"""
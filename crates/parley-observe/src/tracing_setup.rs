//! Tracing subscriber initialization with structured logging and optional
//! OpenTelemetry trace export.
//!
//! # Usage
//!
//! ```no_run
//! use parley_observe::tracing_setup::{init_tracing, LogFormat};
//!
//! // Human-readable logs for the interactive client
//! init_tracing("warn", LogFormat::Pretty, false).unwrap();
//! ```

use opentelemetry::trace::TracerProvider as _;
use opentelemetry_sdk::trace::SdkTracerProvider;
use tracing_subscriber::EnvFilter;
use tracing_subscriber::fmt::format::FmtSpan;
use tracing_subscriber::layer::SubscriberExt;
use tracing_subscriber::util::SubscriberInitExt;

use std::sync::OnceLock;

/// Stores the OTel tracer provider so it can be shut down cleanly on exit.
static TRACER_PROVIDER: OnceLock<SdkTracerProvider> = OnceLock::new();

/// Output format of the `fmt` layer.
#[derive(Debug, Clone, Copy, PartialEq, Eq, Default)]
pub enum LogFormat {
    #[default]
    Pretty,
    /// One JSON object per event, for the long-running server.
    Json,
}

/// Build the filter: `RUST_LOG` when set and valid, else `default_directive`.
pub fn build_filter(default_directive: &str) -> EnvFilter {
    EnvFilter::try_from_default_env().unwrap_or_else(|_| EnvFilter::new(default_directive))
}

/// Initialize the global tracing subscriber.
///
/// When `enable_otel` is true, spans are additionally exported through a
/// stdout OpenTelemetry exporter.
///
/// # Errors
///
/// Returns an error if the global subscriber has already been set.
pub fn init_tracing(
    default_directive: &str,
    format: LogFormat,
    enable_otel: bool,
) -> Result<(), Box<dyn std::error::Error>> {
    let env_filter = build_filter(default_directive);

    let otel_layer = if enable_otel {
        let provider = SdkTracerProvider::builder()
            .with_simple_exporter(opentelemetry_stdout::SpanExporter::default())
            .build();
        let tracer = provider.tracer("parley");

        let _ = TRACER_PROVIDER.set(provider.clone());
        opentelemetry::global::set_tracer_provider(provider);

        Some(tracing_opentelemetry::layer().with_tracer(tracer))
    } else {
        None
    };

    let registry = tracing_subscriber::registry()
        .with(env_filter)
        .with(otel_layer);

    match format {
        LogFormat::Pretty => registry
            .with(
                tracing_subscriber::fmt::layer()
                    .with_target(true)
                    .with_writer(std::io::stderr),
            )
            .try_init()?,
        LogFormat::Json => registry
            .with(
                tracing_subscriber::fmt::layer()
                    .json()
                    .with_span_events(FmtSpan::CLOSE),
            )
            .try_init()?,
    }

    Ok(())
}

/// Flush pending traces and shut down the OpenTelemetry tracer provider.
///
/// No-op when OTel was not enabled.
pub fn shutdown_tracing() {
    if let Some(provider) = TRACER_PROVIDER.get() {
        if let Err(e) = provider.shutdown() {
            eprintln!("Warning: OTel tracer provider shutdown error: {e}");
        }
    }
}
//! Chat client side: the History Service port, the session context, and the
//! controller that keeps the local transcript and the remote store in step.

pub mod backend;
pub mod context;
pub mod controller;
pub mod local;
pub mod transcript;
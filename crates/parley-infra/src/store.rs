//! Runtime choice of Session Store.
//!
//! `parley serve` uses SQLite by default and the in-memory store with
//! `--ephemeral`. `HistoryStore` lets the server state stay non-generic.

use chrono::{DateTime, Utc};
use parley_core::history::memory::InMemoryHistoryRepository;
use parley_core::history::repository::HistoryRepository;
use parley_types::error::RepositoryError;
use parley_types::history::{ChatMessage, ChatSession};
use uuid::Uuid;

use crate::sqlite::history::SqliteHistoryRepository;

pub enum HistoryStore {
    Sqlite(SqliteHistoryRepository),
    Memory(InMemoryHistoryRepository),
}

impl HistoryStore {
    /// Short label for logs and the health banner.
    pub fn kind(&self) -> &'static str {
        match self {
            HistoryStore::Sqlite(_) => "sqlite",
            HistoryStore::Memory(_) => "memory",
        }
    }
}

impl HistoryRepository for HistoryStore {
    async fn insert_session(&self, session: &ChatSession) -> Result<ChatSession, RepositoryError> {
        match self {
            HistoryStore::Sqlite(repo) => repo.insert_session(session).await,
            HistoryStore::Memory(repo) => repo.insert_session(session).await,
        }
    }

    async fn append_messages(
        &self,
        user_id: &str,
        session_id: &Uuid,
        messages: &[ChatMessage],
        at: DateTime<Utc>,
    ) -> Result<ChatSession, RepositoryError> {
        match self {
            HistoryStore::Sqlite(repo) => repo.append_messages(user_id, session_id, messages, at).await,
            HistoryStore::Memory(repo) => repo.append_messages(user_id, session_id, messages, at).await,
        }
    }

    async fn get_session(
        &self,
        user_id: &str,
        session_id: &Uuid,
    ) -> Result<Option<ChatSession>, RepositoryError> {
        match self {
            HistoryStore::Sqlite(repo) => repo.get_session(user_id, session_id).await,
            HistoryStore::Memory(repo) => repo.get_session(user_id, session_id).await,
        }
    }

    async fn list_sessions(&self, user_id: &str) -> Result<Vec<ChatSession>, RepositoryError> {
        match self {
            HistoryStore::Sqlite(repo) => repo.list_sessions(user_id).await,
            HistoryStore::Memory(repo) => repo.list_sessions(user_id).await,
        }
    }

    async fn delete_session(&self, user_id: &str, session_id: &Uuid) -> Result<(), RepositoryError> {
        match self {
            HistoryStore::Sqlite(repo) => repo.delete_session(user_id, session_id).await,
            HistoryStore::Memory(repo) => repo.delete_session(user_id, session_id).await,
        }
    }

    async fn rename_session(
        &self,
        user_id: &str,
        session_id: &Uuid,
        session_name: &str,
        at: DateTime<Utc>,
    ) -> Result<ChatSession, RepositoryError> {
        match self {
            HistoryStore::Sqlite(repo) => {
                repo.rename_session(user_id, session_id, session_name, at)
                    .await
            }
            HistoryStore::Memory(repo) => {
                repo.rename_session(user_id, session_id, session_name, at)
                    .await
            }
        }
    }
}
"""
The answer must consist of each line from the entries that contains the string "ChatMessage".

use parley_types::history::{ChatMessage, ChatSession};
        messages: &[ChatMessage],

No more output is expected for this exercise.